=== Begin Enclosure ===
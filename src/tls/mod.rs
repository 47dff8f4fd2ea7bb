//! TLS configuration and the fingerprinted handshaker.
//!
//! The handshake emits a ClientHello shaped by either a set of knob-level
//! [`TlsOptions`] or a full [`ClientHelloSpec`], without helpful reordering:
//! cipher order, curve order, extension set and GREASE slots all come from
//! the caller.

mod cache;
mod cert_compression;
mod ext;
pub mod hello;
mod ja3;

use std::sync::{Arc, Mutex};

use boring::error::ErrorStack;
use boring::ssl::{
    ConnectConfiguration, SslConnector, SslConnectorBuilder, SslCurve, SslMethod, SslRef,
    SslSessionCacheMode, SslVerifyMode, SslVersion,
};
use once_cell::sync::OnceCell;
use tokio::io::{AsyncRead, AsyncWrite};
use typed_builder::TypedBuilder;

pub use cache::SessionKey;
pub use hello::{ClientHelloSpec, KeyShareEntry, TlsExtension};
pub use ja3::{ja3_of, spec_from_ja3};

use cache::SessionCache;
use ext::{TlsBuilderExt, TlsConnectExt};

/// A TLS protocol version.
#[derive(Clone, Copy, Debug, PartialEq, Eq)]
pub struct TlsVersion(pub(crate) SslVersion);

impl TlsVersion {
    /// Version 1.0 of the TLS protocol.
    pub const TLS_1_0: TlsVersion = TlsVersion(SslVersion::TLS1);
    /// Version 1.1 of the TLS protocol.
    pub const TLS_1_1: TlsVersion = TlsVersion(SslVersion::TLS1_1);
    /// Version 1.2 of the TLS protocol.
    pub const TLS_1_2: TlsVersion = TlsVersion(SslVersion::TLS1_2);
    /// Version 1.3 of the TLS protocol.
    pub const TLS_1_3: TlsVersion = TlsVersion(SslVersion::TLS1_3);

    pub(crate) fn from_wire(version: u16) -> Option<TlsVersion> {
        match version {
            hello::VERSION_TLS10 => Some(TlsVersion::TLS_1_0),
            hello::VERSION_TLS11 => Some(TlsVersion::TLS_1_1),
            hello::VERSION_TLS12 => Some(TlsVersion::TLS_1_2),
            hello::VERSION_TLS13 => Some(TlsVersion::TLS_1_3),
            _ => None,
        }
    }
}

/// Application-layer protocol negotiation list, in wire format.
#[derive(Clone, Copy, Debug, PartialEq, Eq)]
pub struct AlpnProtos(pub(crate) &'static [u8]);

impl AlpnProtos {
    /// Offer `http/1.1` only.
    pub const HTTP1: AlpnProtos = AlpnProtos(b"\x08http/1.1");
    /// Offer `h2` only.
    pub const HTTP2: AlpnProtos = AlpnProtos(b"\x02h2");
    /// Offer `h2` then `http/1.1`, the browser default.
    pub const ALL: AlpnProtos = AlpnProtos(b"\x02h2\x08http/1.1");
}

impl Default for AlpnProtos {
    fn default() -> Self {
        Self::ALL
    }
}

/// Application settings (ALPS) protocol.
#[derive(Clone, Copy, Debug, PartialEq, Eq)]
pub struct AlpsProtos(pub(crate) &'static [u8]);

impl AlpsProtos {
    /// ALPS over `http/1.1`.
    pub const HTTP1: AlpsProtos = AlpsProtos(b"http/1.1");
    /// ALPS over `h2`.
    pub const HTTP2: AlpsProtos = AlpsProtos(b"h2");
}

/// Certificate compression algorithms (RFC 8879).
#[derive(Clone, Copy, Debug, PartialEq, Eq)]
pub enum CertCompressionAlgorithm {
    /// zlib (1).
    Zlib,
    /// Brotli (2), the Chrome default.
    Brotli,
    /// zstd (3).
    Zstd,
}

/// Snapshot of TLS details of an established connection, exposed on the
/// response when requested.
#[derive(Clone, Debug)]
pub struct TlsInfo {
    pub(crate) peer_certificate: Option<Vec<u8>>,
}

impl TlsInfo {
    /// The DER-encoded leaf certificate of the peer, if any.
    pub fn peer_certificate(&self) -> Option<&[u8]> {
        self.peer_certificate.as_deref()
    }
}

/// Settings shaping the emitted ClientHello and handshake behavior.
///
/// Profiles build one of these per browser version. `hello` takes precedence
/// for the fields a [`ClientHelloSpec`] carries (versions, ciphers, curve
/// order, extension set); the remaining knobs still apply.
#[derive(TypedBuilder)]
pub struct TlsOptions {
    /// Full ClientHello description, e.g. from a JA3 string.
    #[builder(default, setter(strip_option, into))]
    pub hello: Option<ClientHelloSpec>,

    /// ALPN protocols offered.
    #[builder(default)]
    pub alpn_protos: AlpnProtos,

    /// ALPS protocol, when the browser sends application settings.
    #[builder(default, setter(into))]
    pub alps_protos: Option<AlpsProtos>,

    /// Offer the `session_ticket` extension.
    #[builder(default = true)]
    pub session_ticket: bool,

    /// Minimum TLS version.
    #[builder(default, setter(into))]
    pub min_tls_version: Option<TlsVersion>,

    /// Maximum TLS version.
    #[builder(default, setter(into))]
    pub max_tls_version: Option<TlsVersion>,

    /// Enable TLS 1.3 session resumption via pre-shared keys.
    #[builder(default = false)]
    pub pre_shared_key: bool,

    /// Send a GREASE ECH extension when no ECHConfig is available.
    #[builder(default = false)]
    pub enable_ech_grease: bool,

    /// Permute ClientHello extensions, as Chrome does since 110.
    #[builder(default = false)]
    pub permute_extensions: bool,

    /// Enable GREASE values in ciphers, curves and extensions.
    #[builder(default = true)]
    pub grease_enabled: bool,

    /// Request OCSP stapling (`status_request`).
    #[builder(default = false)]
    pub enable_ocsp_stapling: bool,

    /// Request signed certificate timestamps.
    #[builder(default = false)]
    pub enable_signed_cert_timestamps: bool,

    /// `record_size_limit` extension value.
    #[builder(default, setter(into))]
    pub record_size_limit: Option<u16>,

    /// Limit the number of key shares, as Firefox does.
    #[builder(default, setter(into))]
    pub key_shares_limit: Option<u8>,

    /// Offer the `renegotiation_info` extension.
    #[builder(default = true)]
    pub renegotiation: bool,

    /// Delegated credentials algorithm list (Firefox).
    #[builder(default, setter(strip_option, into))]
    pub delegated_credentials: Option<&'static str>,

    /// BoringSSL cipher configuration string.
    #[builder(default, setter(strip_option, into))]
    pub cipher_list: Option<&'static str>,

    /// Supported curves, in offer order.
    #[builder(default, setter(strip_option, into))]
    pub curves: Option<&'static [SslCurve]>,

    /// Supported signature algorithms.
    #[builder(default, setter(strip_option, into))]
    pub sigalgs_list: Option<&'static str>,

    /// Certificate compression algorithms, in offer order.
    #[builder(default, setter(into))]
    pub cert_compression_algorithms: Option<&'static [CertCompressionAlgorithm]>,
}

impl Default for TlsOptions {
    fn default() -> Self {
        TlsOptions::builder().build()
    }
}

impl std::fmt::Debug for TlsOptions {
    fn fmt(&self, f: &mut std::fmt::Formatter<'_>) -> std::fmt::Result {
        f.debug_struct("TlsOptions")
            .field("alpn_protos", &self.alpn_protos)
            .field("session_ticket", &self.session_ticket)
            .field("pre_shared_key", &self.pre_shared_key)
            .field("permute_extensions", &self.permute_extensions)
            .field("grease_enabled", &self.grease_enabled)
            .finish()
    }
}

impl TlsOptions {
    /// Whether the handshake may offer session resumption: the emitted hello
    /// must carry a session ticket (TLS 1.2) or ticket + PSK modes + PSK
    /// (TLS 1.3).
    pub(crate) fn offers_resumption(&self) -> bool {
        if let Some(hello) = &self.hello {
            return hello.offers_resumption();
        }
        self.session_ticket || self.pre_shared_key
    }
}

/// TLS connector that emits fingerprint-shaped ClientHellos, with an
/// SNI-keyed client session cache shared by all connections of one client.
#[derive(Clone)]
pub(crate) struct HandshakeConnector {
    options: Arc<TlsOptions>,
    connector: Arc<OnceCell<SslConnector>>,
    session_cache: Arc<Mutex<SessionCache>>,
}

impl HandshakeConnector {
    pub(crate) fn new(options: Arc<TlsOptions>) -> HandshakeConnector {
        HandshakeConnector {
            options,
            connector: Arc::new(OnceCell::new()),
            session_cache: Arc::new(Mutex::new(SessionCache::new())),
        }
    }

    pub(crate) fn options(&self) -> &TlsOptions {
        &self.options
    }

    fn connector(&self) -> Result<&SslConnector, ErrorStack> {
        self.connector.get_or_try_init(|| {
            let mut builder = SslConnector::builder(SslMethod::tls_client())?;

            // Certificate trust is the caller's concern; the transport layer
            // never fails a handshake on trust.
            builder.set_verify(SslVerifyMode::NONE);

            builder.apply_tls_options(&self.options)?;

            if self.options.offers_resumption() {
                builder.set_session_cache_mode(SslSessionCacheMode::CLIENT);
                let cache = self.session_cache.clone();
                builder.set_new_session_callback(move |ssl, session| {
                    if let Some(key) = cache::session_key_of(ssl) {
                        cache.lock().expect("session cache poisoned").insert(key, session);
                    }
                });
            }

            Ok(builder.build())
        })
    }

    /// Performs a TLS handshake over `stream`, offering the connector's
    /// fingerprint. `alpn_override` narrows the offered protocols, used when
    /// the client is pinned to a single HTTP version.
    pub(crate) async fn handshake<S>(
        &self,
        host: &str,
        port: u16,
        alpn_override: Option<AlpnProtos>,
        stream: S,
    ) -> crate::Result<tokio_boring::SslStream<S>>
    where
        S: AsyncRead + AsyncWrite + Unpin + Send + Sync + std::fmt::Debug + 'static,
    {
        let connector = self.connector().map_err(crate::error::Error::tls)?;
        let mut conf = connector.configure().map_err(crate::error::Error::tls)?;

        self.setup(&mut conf, host, port, alpn_override)
            .map_err(crate::error::Error::tls)?;

        tokio_boring::connect(conf, host, stream)
            .await
            .map_err(crate::error::Error::tls)
    }

    fn setup(
        &self,
        conf: &mut ConnectConfiguration,
        host: &str,
        port: u16,
        alpn_override: Option<AlpnProtos>,
    ) -> Result<(), ErrorStack> {
        conf.set_verify_hostname(false);
        conf.set_use_server_name_indication(true);

        if let Some(alpn) = alpn_override {
            conf.set_alpn_protos(alpn.0)?;
        }

        conf.configure_ech_grease(self.options.enable_ech_grease)?;
        if let Some(alps) = self.options.alps_protos {
            conf.configure_application_settings(alps)?;
        }

        if self.options.offers_resumption() {
            let key = SessionKey::new(host, port);
            let session = {
                let mut cache = self.session_cache.lock().expect("session cache poisoned");
                cache.get(&key)
            };
            if let Some(session) = session {
                // The session came out of this connector's own context.
                unsafe {
                    conf.set_session(&session)?;
                }
            }
            cache::set_session_key(conf, key);
        }

        Ok(())
    }
}

impl std::fmt::Debug for HandshakeConnector {
    fn fmt(&self, f: &mut std::fmt::Formatter<'_>) -> std::fmt::Result {
        f.debug_struct("HandshakeConnector")
            .field("options", &self.options)
            .finish()
    }
}

pub(crate) fn tls_info_of(ssl: &SslRef) -> TlsInfo {
    TlsInfo {
        peer_certificate: ssl.peer_certificate().and_then(|cert| cert.to_der().ok()),
    }
}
=== End Enclosure ===
### Task to complete
Copy out each line of the data in which the word "offered" appears.

### Task response
    /// ALPN protocols offered.
    /// fingerprint. `alpn_override` narrows the offered protocols, used when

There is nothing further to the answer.